### Action item
Using the data below, gather each line that includes the word "year".

Dataset entries
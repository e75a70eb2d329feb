//! Typed mirror of the remote tables.
//!
//! The database owns the schema; these records only describe the row shapes
//! the service reads back. Every column the database declares nullable is an
//! `Option` here.

use serde::{Deserialize, Serialize};
use time::OffsetDateTime;
use uuid::Uuid;

/// Remote tables the service knows about.
#[derive(Debug, Clone, Copy, PartialEq, Eq, Hash, Serialize, Deserialize)]
#[serde(rename_all = "lowercase")]
pub enum Table {
    Users,
    Patients,
    Appointments,
    Interactions,
    Payments,
    Plans,
    Uploads,
    Adherence,
}

impl Table {
    pub fn name(self) -> &'static str {
        match self {
            Table::Users => "users",
            Table::Patients => "patients",
            Table::Appointments => "appointments",
            Table::Interactions => "interactions",
            Table::Payments => "payments",
            Table::Plans => "plans",
            Table::Uploads => "uploads",
            Table::Adherence => "adherence",
        }
    }

    pub fn columns(self) -> &'static [&'static str] {
        match self {
            Table::Users => &["id", "email", "name", "password_hash", "created_at"],
            Table::Patients => &[
                "id",
                "user_id",
                "name",
                "whatsapp_number",
                "tags",
                "last_consultation",
                "created_at",
                "updated_at",
            ],
            Table::Appointments => &["id", "patient_id", "datetime", "created_at"],
            Table::Interactions => &["id", "patient_id", "direction", "message", "timestamp"],
            Table::Payments => &["id", "user_id", "amount", "method", "status", "date"],
            Table::Plans => &[
                "id",
                "patient_id",
                "start_date",
                "end_date",
                "details",
                "created_at",
                "updated_at",
            ],
            Table::Uploads => &["id", "patient_id", "type", "file_url", "uploaded_at"],
            Table::Adherence => &["id", "patient_id", "date", "achieved"],
        }
    }

    pub fn has_column(self, column: &str) -> bool {
        self.columns().contains(&column)
    }

    /// Column linking the table to its owner, if rows are owned directly.
    pub fn owner_column(self) -> Option<&'static str> {
        match self {
            Table::Patients | Table::Payments => Some("user_id"),
            _ => None,
        }
    }

    /// Whether rows reach their owner through `patient_id`.
    pub fn is_patient_derived(self) -> bool {
        self.has_column("patient_id")
    }
}

#[derive(Debug, Clone, Copy, PartialEq, Eq, Serialize, Deserialize)]
#[serde(rename_all = "lowercase")]
pub enum Direction {
    In,
    Out,
}

impl Direction {
    pub fn as_str(self) -> &'static str {
        match self {
            Direction::In => "in",
            Direction::Out => "out",
        }
    }
}

#[derive(Debug, Clone, Copy, PartialEq, Eq, Serialize, Deserialize)]
#[serde(rename_all = "lowercase")]
pub enum PaymentMethod {
    Stripe,
    Pix,
    Juno,
    Gerencianet,
}

#[derive(Debug, Clone, Copy, PartialEq, Eq, Serialize, Deserialize)]
#[serde(rename_all = "lowercase")]
pub enum PaymentStatus {
    Pending,
    Paid,
    Failed,
}

#[derive(Debug, Clone, Copy, PartialEq, Eq, Serialize, Deserialize)]
#[serde(rename_all = "lowercase")]
pub enum UploadType {
    Exam,
    Anamnesis,
}

/// User record in the database.
#[derive(Debug, Clone, Serialize, Deserialize)]
pub struct User {
    pub id: Uuid,
    pub email: String,
    #[serde(default)]
    pub name: Option<String>,
    #[serde(skip_serializing)]
    pub password_hash: String, // Argon2 hash, not exposed in JSON
    #[serde(default, with = "ts")]
    pub created_at: Option<OffsetDateTime>,
}

/// Row written on signup. The table has no id default, so the id is ours.
#[derive(Debug, Clone, Serialize)]
pub struct NewUser {
    pub id: Uuid,
    pub email: String,
    pub name: Option<String>,
    pub password_hash: String,
    #[serde(with = "ts")]
    pub created_at: Option<OffsetDateTime>,
}

#[derive(Debug, Clone, Serialize, Deserialize)]
pub struct Patient {
    pub id: Uuid,
    #[serde(default)]
    pub user_id: Option<Uuid>,
    #[serde(default)]
    pub name: Option<String>,
    #[serde(default)]
    pub whatsapp_number: Option<String>,
    #[serde(default)]
    pub tags: Option<Vec<String>>,
    #[serde(default, with = "ts")]
    pub last_consultation: Option<OffsetDateTime>,
    #[serde(default, with = "ts")]
    pub created_at: Option<OffsetDateTime>,
    #[serde(default, with = "ts")]
    pub updated_at: Option<OffsetDateTime>,
}

impl Patient {
    pub fn has_tag(&self, tag: &str) -> bool {
        self.tags
            .as_deref()
            .is_some_and(|tags| tags.iter().any(|t| t == tag))
    }
}

#[derive(Debug, Clone, Serialize, Deserialize)]
pub struct Appointment {
    pub id: Uuid,
    #[serde(default)]
    pub patient_id: Option<Uuid>,
    #[serde(default, with = "ts")]
    pub datetime: Option<OffsetDateTime>,
    #[serde(default, with = "ts")]
    pub created_at: Option<OffsetDateTime>,
}

/// Appointment with its patient embedded under `patients`, as the join
/// returns it.
#[derive(Debug, Clone, Serialize, Deserialize)]
pub struct AppointmentWithPatient {
    #[serde(flatten)]
    pub appointment: Appointment,
    #[serde(default)]
    pub patients: Option<Patient>,
}

#[derive(Debug, Clone, Serialize, Deserialize)]
pub struct Interaction {
    pub id: Uuid,
    #[serde(default)]
    pub patient_id: Option<Uuid>,
    #[serde(default)]
    pub direction: Option<Direction>,
    #[serde(default)]
    pub message: Option<String>,
    #[serde(default, with = "ts")]
    pub timestamp: Option<OffsetDateTime>,
}

#[derive(Debug, Clone, Serialize, Deserialize)]
pub struct Payment {
    pub id: Uuid,
    #[serde(default)]
    pub user_id: Option<Uuid>,
    #[serde(default)]
    pub amount: Option<f64>,
    #[serde(default)]
    pub method: Option<PaymentMethod>,
    #[serde(default)]
    pub status: Option<PaymentStatus>,
    #[serde(default, with = "ts")]
    pub date: Option<OffsetDateTime>,
}

#[derive(Debug, Clone, Serialize, Deserialize)]
pub struct Plan {
    pub id: Uuid,
    #[serde(default)]
    pub patient_id: Option<Uuid>,
    #[serde(default, with = "ts")]
    pub start_date: Option<OffsetDateTime>,
    #[serde(default, with = "ts")]
    pub end_date: Option<OffsetDateTime>,
    #[serde(default)]
    pub details: Option<String>,
    #[serde(default, with = "ts")]
    pub created_at: Option<OffsetDateTime>,
    #[serde(default, with = "ts")]
    pub updated_at: Option<OffsetDateTime>,
}

#[derive(Debug, Clone, Serialize, Deserialize)]
pub struct Upload {
    pub id: Uuid,
    #[serde(default)]
    pub patient_id: Option<Uuid>,
    #[serde(default, rename = "type")]
    pub kind: Option<UploadType>,
    #[serde(default)]
    pub file_url: Option<String>,
    #[serde(default, with = "ts")]
    pub uploaded_at: Option<OffsetDateTime>,
}

#[derive(Debug, Clone, Serialize, Deserialize)]
pub struct Adherence {
    pub id: Uuid,
    #[serde(default)]
    pub patient_id: Option<Uuid>,
    #[serde(default, with = "ts")]
    pub date: Option<OffsetDateTime>,
    #[serde(default)]
    pub achieved: Option<bool>,
}

/// Lenient timestamp (de)serialization for nullable columns.
///
/// Accepts RFC 3339, offset-less ISO date-times (read as UTC) and plain
/// dates (midnight UTC). Anything else reads as `None`.
pub mod ts {
    use serde::{Deserialize, Deserializer, Serializer};
    use time::format_description::well_known::Rfc3339;
    use time::macros::format_description;
    use time::{Date, OffsetDateTime, PrimitiveDateTime};

    pub fn parse(raw: &str) -> Option<OffsetDateTime> {
        let raw = raw.trim();
        if let Ok(t) = OffsetDateTime::parse(raw, &Rfc3339) {
            return Some(t);
        }
        // Postgres text output uses a space and a short offset: "2024-05-01 10:00:00+00"
        let normalized = raw.replacen(' ', "T", 1);
        if let Some(t) = with_short_offset(&normalized) {
            return Some(t);
        }
        let local = format_description!(
            "[year]-[month]-[day]T[hour]:[minute]:[second][optional [.[subsecond]]]"
        );
        if let Ok(t) = PrimitiveDateTime::parse(&normalized, local) {
            return Some(t.assume_utc());
        }
        let date = format_description!("[year]-[month]-[day]");
        Date::parse(raw, date).ok().map(|d| d.midnight().assume_utc())
    }

    fn with_short_offset(raw: &str) -> Option<OffsetDateTime> {
        let sign_at = raw.rfind(['+', '-'])?;
        let (head, offset) = raw.split_at(sign_at);
        if offset.len() != 3 || !head.contains('T') {
            return None;
        }
        OffsetDateTime::parse(&format!("{head}{offset}:00"), &Rfc3339).ok()
    }

    pub fn serialize<S>(value: &Option<OffsetDateTime>, s: S) -> Result<S::Ok, S::Error>
    where
        S: Serializer,
    {
        time::serde::rfc3339::option::serialize(value, s)
    }

    pub fn deserialize<'de, D>(d: D) -> Result<Option<OffsetDateTime>, D::Error>
    where
        D: Deserializer<'de>,
    {
        let raw = Option::<String>::deserialize(d)?;
        Ok(raw.as_deref().and_then(parse))
    }
}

### Response
            "[year]-[month]-[day]T[hour]:[minute]:[second][optional [.[subsecond]]]"
        let date = format_description!("[year]-[month]-[day]");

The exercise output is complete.